An international team led by the Institute of High Energy Physics (IGFAE) of the University of Santiago de Compostela in Spain jointly measured the "recoil" speed and direction of black holes after their merger for the first time. This result has been published in Nature Astronomy. Research shows that gravitational waves not only carry energy, but also momentum, giving the final black hole a "kick-off" recoil after the black holes merge, allowing it to move through the universe at a considerable speed.
Gravitational waves are ripples in space-time predicted by Einstein in his 1916 general theory of relativity. When extremely dense and massive celestial bodies such as black holes collide violently, such fluctuations will be stirred up and spread in all directions of the universe. Since gravitational waves carry the energy and momentum of the system, once the wave radiation is not completely symmetrical in spatial distribution, the resulting black hole will recoil under the "unbalanced" thrust, which is also vividly called "the black hole was kicked." The strength of the recoil is closely related to the mass and spin of the two initial black holes, while the direction of the recoil depends on the geometric configuration of the entire system in space.
In the past, scientists were mainly able to measure a few geometric parameters such as orbital inclination from gravitational wave signals. Another key angle, the azimuthal angle, has been difficult to obtain accurately. This research team found that the "higher-order modes" in gravitational waves contain geometric information that was previously difficult to read, which can be used to restore this missing angle and calculate the three-dimensional direction of the recoil.
The researchers used the gravitational wave event GW190412, which was jointly detected by Advanced LIGO and Virgo observatories in 2019, as a sample to verify the method. In this event, the masses of the two black holes are obviously not equal, so they show clearly discernible high-order mode features in the signal, which is very suitable for fine analysis. Through accurate numerical simulations based on Einstein's equations, the team calculated that the recoil speed of the merged black hole exceeds 50 kilometers per second, which is fast enough for it to escape from some dense star clusters (such as some globular star clusters). The Bayes factor given by statistical analysis is about 21, corresponding to a confidence level of about 95%, which provides strong support for this conclusion.
While determining the speed, the team also compared the recoil direction with reference directions such as the system orbit axis and the Earth observation direction. The results showed that the "kick" was not along the orbital plane, nor was it pointed directly at the Earth, but in an intermediate direction between the two. Professor Juan Calderon-Bustillo, one of the project members, made an analogy: the gravitational wave signal is like an orchestra. Depending on the position of a person, the "instruments" heard will be different, and this "tone color difference" helps scientists reconstruct the movement trajectory of the black hole in the three-dimensional space. Dr. Kustav Chandra of Pennsylvania State University pointed out that this method is equivalent to reconstructing the true movement of celestial bodies billions of light-years away using only "ripples" in space and time.
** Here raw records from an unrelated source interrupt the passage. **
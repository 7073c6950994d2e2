//! End-to-end bootstrap scenarios: building a working general-purpose
//! allocator out of nothing but a memory map describing a real arena.

use core::ptr::NonNull;

use kernel_alloc::{BuildError, MemoryManager};
use kernel_info::memory::KERNEL_PAGESIZE;
use kernel_memory_regions::MemoryRegion;
use kernel_mmap::memory_map::{KernelDescriptor, KernelMemoryMap, KernelMemoryType};
use kernel_resource::{MonotonicBuffer, Resource};

const KP: usize = KERNEL_PAGESIZE;

/// A page-aligned span of real, writable host memory the scenarios describe
/// through their memory maps.
struct Arena {
    _storage: Vec<u8>,
    base: usize,
    pages: usize,
}

impl Arena {
    fn with_pages(pages: usize) -> Self {
        let mut storage = vec![0u8; (pages + 2) * KP];
        let base = (storage.as_mut_ptr() as usize + KP - 1) & !(KP - 1);
        Self {
            _storage: storage,
            base,
            pages,
        }
    }

    fn span(&self) -> MemoryRegion {
        MemoryRegion::new(self.base, self.pages * KP)
    }

    fn contains_ptr(&self, ptr: NonNull<u8>, bytes: usize) -> bool {
        self.span().contains(&MemoryRegion::new(ptr.as_ptr() as usize, bytes))
    }
}

fn descriptor(ty: KernelMemoryType, base: usize, pages: usize) -> KernelDescriptor {
    KernelDescriptor {
        ty,
        physical_start: base as u64,
        virtual_start: base as u64,
        number_of_pages: pages as u64,
    }
}

/// Build a kernel map over `descs`; the returned storage must outlive the
/// map.
fn build_map(descs: &[KernelDescriptor]) -> (Vec<u8>, KernelMemoryMap<'static>) {
    let mut storage = vec![0u8; descs.len() * size_of::<KernelDescriptor>() + 64];
    let region = MemoryRegion::new(storage.as_mut_ptr() as usize, storage.len());
    let resource = Box::leak(Box::new(unsafe { MonotonicBuffer::new(region) }));
    let map = KernelMemoryMap::from_descriptors(descs, resource).unwrap();
    (storage, map)
}

#[test]
fn single_descriptor_bootstrap() {
    let arena = Arena::with_pages(1024);
    let (_storage, map) = build_map(&[descriptor(
        KernelMemoryType::GeneralPurpose,
        arena.base,
        arena.pages,
    )]);

    let manager = MemoryManager::build(&map, &[]).unwrap();
    assert_eq!(manager.memory_map().len(), 1);

    let general = manager.general_resource();
    let ptr = general.allocate(16, 16).unwrap();
    assert!(arena.contains_ptr(ptr, 16));

    // Freeing and reallocating the same size hands back the same block.
    unsafe { general.deallocate(ptr, 16, 16) };
    let again = general.allocate(16, 16).unwrap();
    assert_eq!(ptr, again);
}

#[test]
fn manager_is_movable_after_construction() {
    fn build_elsewhere(arena: &Arena) -> (Vec<u8>, MemoryManager) {
        let (storage, map) = build_map(&[descriptor(
            KernelMemoryType::GeneralPurpose,
            arena.base,
            arena.pages,
        )]);
        (storage, MemoryManager::build(&map, &[]).unwrap())
    }

    let arena = Arena::with_pages(1024);
    let (_storage, manager) = build_elsewhere(&arena);
    // Moved by return; the allocator must still be wired to the fragments.
    let moved = manager;
    let ptr = moved.general_resource().allocate(256, 8).unwrap();
    assert!(arena.contains_ptr(ptr, 256));
}

#[test]
fn full_manager_avoids_kernel_and_bookkeeping_regions() {
    // An unusable head, a general-purpose body, and kernel image and stack
    // regions occupied inside the body.
    let arena = Arena::with_pages(4096);
    let body_base = arena.base + 2 * KP;
    let body_pages = arena.pages - 2;
    let (_storage, map) = build_map(&[
        descriptor(KernelMemoryType::Unusable, arena.base, 2),
        descriptor(KernelMemoryType::GeneralPurpose, body_base, body_pages),
    ]);

    let image = MemoryRegion::new(body_base + 256 * KP, 256 * KP);
    let stack = MemoryRegion::new(body_base + 2048 * KP, 512 * KP);
    let occupied = [image, stack];

    let manager = MemoryManager::build(&map, &occupied).unwrap();

    // The caller's regions plus one carving per bookkeeping purpose.
    assert_eq!(manager.occupied_regions().len(), occupied.len() + 4);
    assert!(manager.occupied_regions().contains(&image));
    assert!(manager.occupied_regions().contains(&stack));
    // The occupied list is sorted and pairwise disjoint.
    let regions = manager.occupied_regions();
    for pair in regions.windows(2) {
        assert!(pair[0].base() <= pair[1].base());
        assert!(!pair[0].intersects(&pair[1]));
    }

    // A fresh allocation lands in free memory: inside the arena, outside
    // the kernel regions and outside every bookkeeping carving.
    let ptr = manager.general_resource().allocate(1024, 16).unwrap();
    assert!(arena.contains_ptr(ptr, 1024));
    let block = MemoryRegion::new(ptr.as_ptr() as usize, 1024);
    for region in manager.occupied_regions() {
        assert!(!block.intersects(region));
    }
}

#[test]
fn occupied_list_must_be_sorted() {
    let arena = Arena::with_pages(1024);
    let (_storage, map) = build_map(&[descriptor(
        KernelMemoryType::GeneralPurpose,
        arena.base,
        arena.pages,
    )]);

    let occupied = [
        MemoryRegion::new(arena.base + 512 * KP, KP),
        MemoryRegion::new(arena.base, KP),
    ];
    let err = MemoryManager::build(&map, &occupied).unwrap_err();
    assert_eq!(err, BuildError::UnsortedOccupied);
}

#[test]
fn occupied_memory_must_be_mapped() {
    let arena = Arena::with_pages(1024);
    let (_storage, map) = build_map(&[descriptor(
        KernelMemoryType::GeneralPurpose,
        arena.base,
        arena.pages,
    )]);

    // A region sticking out past the descriptor.
    let occupied = [MemoryRegion::new(arena.base + (arena.pages - 1) * KP, 2 * KP)];
    let err = MemoryManager::build(&map, &occupied).unwrap_err();
    assert_eq!(err, BuildError::OccupiedOutsideMap);
}

#[test]
fn exhausted_map_cannot_build() {
    let arena = Arena::with_pages(8);
    let (_storage, map) = build_map(&[descriptor(
        KernelMemoryType::GeneralPurpose,
        arena.base,
        arena.pages,
    )]);

    // Everything is already occupied; no carving can be placed.
    let occupied = [arena.span()];
    let err = MemoryManager::build(&map, &occupied).unwrap_err();
    assert_eq!(err, BuildError::CannotMeetRequest(kernel_mmap::CannotMeetRequest));
}

#[test]
fn allocations_twice_the_page_size_are_rejected() {
    // The buddy tops out at the kernel pagesize.
    let arena = Arena::with_pages(1024);
    let (_storage, map) = build_map(&[descriptor(
        KernelMemoryType::GeneralPurpose,
        arena.base,
        arena.pages,
    )]);

    let manager = MemoryManager::build(&map, &[]).unwrap();
    assert!(manager.general_resource().allocate(2 * KP, 16).is_err());
    assert!(manager.general_resource().allocate(KP / 2, 16).is_ok());
}

#[test]
fn distinct_allocations_do_not_overlap() {
    let arena = Arena::with_pages(1024);
    let (_storage, map) = build_map(&[descriptor(
        KernelMemoryType::GeneralPurpose,
        arena.base,
        arena.pages,
    )]);

    let manager = MemoryManager::build(&map, &[]).unwrap();
    let general = manager.general_resource();

    let sizes = [16usize, 24, 64, 200, 1000, 48, 16, 512];
    let blocks: Vec<MemoryRegion> = sizes
        .iter()
        .map(|&size| {
            let ptr = general.allocate(size, 8).unwrap();
            MemoryRegion::new(ptr.as_ptr() as usize, size)
        })
        .collect();

    for (i, a) in blocks.iter().enumerate() {
        for b in &blocks[i + 1..] {
            assert!(!a.intersects(b), "{a} overlaps {b}");
        }
    }
}
//! # Distributed Resource
//!
//! A resource that forwards every allocation to one of several upstream
//! resources. The upstreams are tried in order; the index of the one that
//! satisfied a request is written behind the returned block so deallocation
//! can route the memory back to its origin.

use core::mem::{align_of, size_of};
use core::ptr::NonNull;

use kernel_resource::{BadAlloc, Resource};

/// A fan-out resource over several upstream resources.
///
/// Every allocated block has the layout
///
/// ```text
/// +----------------+---------+----------------+
/// | payload (bytes)| padding | upstream index |
/// +----------------+---------+----------------+
/// ^ returned ptr             ^ bytes + padding
/// ```
///
/// where the padding rounds the payload up to `usize` alignment and the
/// trailing `usize` is the index of the upstream the block came from. The
/// index slot is read and written unaligned; the payload pointer itself can
/// carry any alignment the upstream granted.
pub struct DistributedResource<R: Resource> {
    /// Pointer array, stored in memory from the first living upstream.
    upstreams: NonNull<NonNull<R>>,
    len: usize,
}

impl<R: Resource> DistributedResource<R> {
    /// Construct a distributed resource over `upstreams`.
    ///
    /// The container for the upstream pointers is allocated through the
    /// upstreams themselves: each is tried in turn, the first that can hold
    /// the pointer array wins. Fails with [`BadAlloc`] when none can.
    ///
    /// # Safety
    ///
    /// Every pointer yielded by `upstreams` must refer to a live resource
    /// that outlives the constructed object, and the referenced resources
    /// must not be mutated through other pointers while it exists.
    pub unsafe fn new<I>(upstreams: I) -> Result<Self, BadAlloc>
    where
        I: Iterator<Item = NonNull<R>> + ExactSizeIterator + Clone,
    {
        let len = upstreams.len();
        let bytes = len.checked_mul(size_of::<NonNull<R>>()).ok_or(BadAlloc)?;

        for candidate in upstreams.clone() {
            let resource = unsafe { candidate.as_ref() };
            let Ok(storage) = resource.allocate(bytes, align_of::<NonNull<R>>()) else {
                continue;
            };
            let array = storage.cast::<NonNull<R>>();
            for (index, upstream) in upstreams.enumerate() {
                unsafe { array.add(index).write(upstream) };
            }
            return Ok(Self {
                upstreams: array,
                len,
            });
        }

        Err(BadAlloc)
    }

    /// Number of upstream resources.
    #[inline]
    #[must_use]
    pub const fn upstream_count(&self) -> usize {
        self.len
    }

    #[inline]
    fn upstream(&self, index: usize) -> &R {
        debug_assert!(index < self.len);
        unsafe { self.upstreams.add(index).read().as_ref() }
    }

    /// Payload size rounded up to `usize` alignment, or `None` when the
    /// block including its trailing index would not fit the address space.
    #[inline]
    fn padded_size(bytes: usize) -> Option<usize> {
        let padded = bytes.checked_next_multiple_of(align_of::<usize>())?;
        padded.checked_add(size_of::<usize>()).map(|_| padded)
    }
}

impl<R: Resource> Resource for DistributedResource<R> {
    fn allocate(&self, bytes: usize, align: usize) -> Result<NonNull<u8>, BadAlloc> {
        let padded = Self::padded_size(bytes).ok_or(BadAlloc)?;
        let actual_size = padded + size_of::<usize>();

        for index in 0..self.len {
            let Ok(ptr) = self.upstream(index).allocate(actual_size, align) else {
                continue;
            };
            unsafe {
                ptr.as_ptr().add(padded).cast::<usize>().write_unaligned(index);
            }
            return Ok(ptr);
        }

        Err(BadAlloc)
    }

    unsafe fn deallocate(&self, ptr: NonNull<u8>, bytes: usize, align: usize) {
        // Deallocation of a block this resource handed out; the padded size
        // cannot overflow if the allocation succeeded.
        let Some(padded) = Self::padded_size(bytes) else {
            debug_assert!(false, "deallocated block was never allocated here");
            return;
        };
        let index = unsafe { ptr.as_ptr().add(padded).cast::<usize>().read_unaligned() };
        debug_assert!(index < self.len, "corrupt upstream index");
        unsafe {
            self.upstream(index)
                .deallocate(ptr, padded + size_of::<usize>(), align);
        }
    }
}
The author said that such precise recoil measurements are particularly important for studying black hole mergers that occur in special environments. For example, in active galactic nuclei with accretion disks, black hole mergers may be accompanied by signals such as visible light and electromagnetic radiation. Whether we can observe these flashes depends largely on the relative geometric relationship between the recoil direction and the Earth. Therefore, knowing the recoil direction can help astronomers judge whether a certain gravitational wave event and an electromagnetic burst really come from the same cosmic event, or whether it is just a coincidence in time.
The research team believes that this work marks that gravitational wave astronomy is gradually moving out of the stage of "only hearing mergers occur" and entering a new stage that can meticulously map the spatial structure and dynamic processes of events. In the future, as detector sensitivity increases and event samples increase, simultaneously measuring the recoil velocity and direction of black holes will become a routine method, helping the scientific community to more clearly understand how black holes grow and migrate in the universe, and shape the evolution of galaxies and large-scale structures.